I recent read an article that was written on DLD many years ago:
https://www.salon.com/2005/04/12/salvini/
I am so happy to see that he has faced similar types of thoughts and measurement battles 10 times over! I've known this for many years but it was refreshing seeing it from another point of view. When I make gains...my penis doesn't transform into a new penis. It's the same old dick between my legs but the rulers say different numbers (like I'm in the twilight zone). It's like taking a photo and increasing the zoom by 0.01 every month. Every month my mind looks at my dick and immediately says "YUP I recognize this dick. SAME ol thing. Don't bother taking the ruler out because I see zero gains". My beginning measurements make no sense to me what-so-ever. Was I drunk or high when I took those measurements....? Seriously. I would bet my life savings on the fact that I've had the same thing between my legs my entire life. It's just what my eyes see and the visual tricks that I feel that I'm plagued with.

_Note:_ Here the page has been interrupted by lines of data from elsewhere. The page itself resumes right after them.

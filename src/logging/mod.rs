//! Diagnostic logging on stderr, built on [`tracing`].
//!
//! Standard output is reserved for filtered dependency text, so every event
//! is written to standard error.

mod logger;
mod subscriber;

pub use logger::Logger;
pub use subscriber::init_subscriber;

/// Environment variable holding a `tracing` filter directive that overrides
/// the `--verbose` level (e.g. `DEPFILTER_LOG=debug`).
pub const LOG_ENV: &str = "DEPFILTER_LOG";

/// Target used for stage header events.
pub(crate) const STAGE_TARGET: &str = "depfilter::stage";
//! Command-line interface definition.
use clap::Parser;

/// Filter makefile dependency rules read from stdin.
///
/// Drops absolute-path (system) headers, keeps `.c` sources first in input
/// order, then lists the remaining headers once each, shallowest path first.
#[derive(Parser, Debug)]
#[command(
    name = "depfilter",
    about = "Filter compiler-generated makefile dependency files",
    version = option_env!("DEPFILTER_VERSION").unwrap_or(env!("CARGO_PKG_VERSION")),
    args_override_self = true
)]
pub struct Cli {
    /// Rewrite each target to DEST/<basename of target> (empty: no rewrite)
    #[arg(
        short = 'd',
        long = "dest",
        value_name = "DEST",
        allow_hyphen_values = true
    )]
    pub dest: Option<String>,

    /// Enable verbose diagnostics on stderr
    #[arg(short, long)]
    pub verbose: bool,
}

I was 19 going on 20 when I first found the brother hood over 13 years ago. I don't think a single thing has helped me so much with my male health and self image. But I was young and hardly dedicated. I wait and tried again in 2009. I was still not ready for the PE fight. I am now 33 and have learned a lot about life. I will not quit on myself if I get discouraged and I promise to voice my concerns if I do feel the urge to give up. But this incremental gain is an absolute curse. I can train myself to bench press 3 plates a side and jump almost 4 feet off the ground faster than my body will give me 0.5 inches of girth. That takes a hidden shot to my ego.... I know first world problems huh? Anyway I must remind myself that I'm thankful for life, thankful that my family is relatively healthy, and aside from some nagging sports injuries I am healthy as well. I am particularly thankful for you guys and how much you have helped my mind and insecurities settle down in my raging 20's.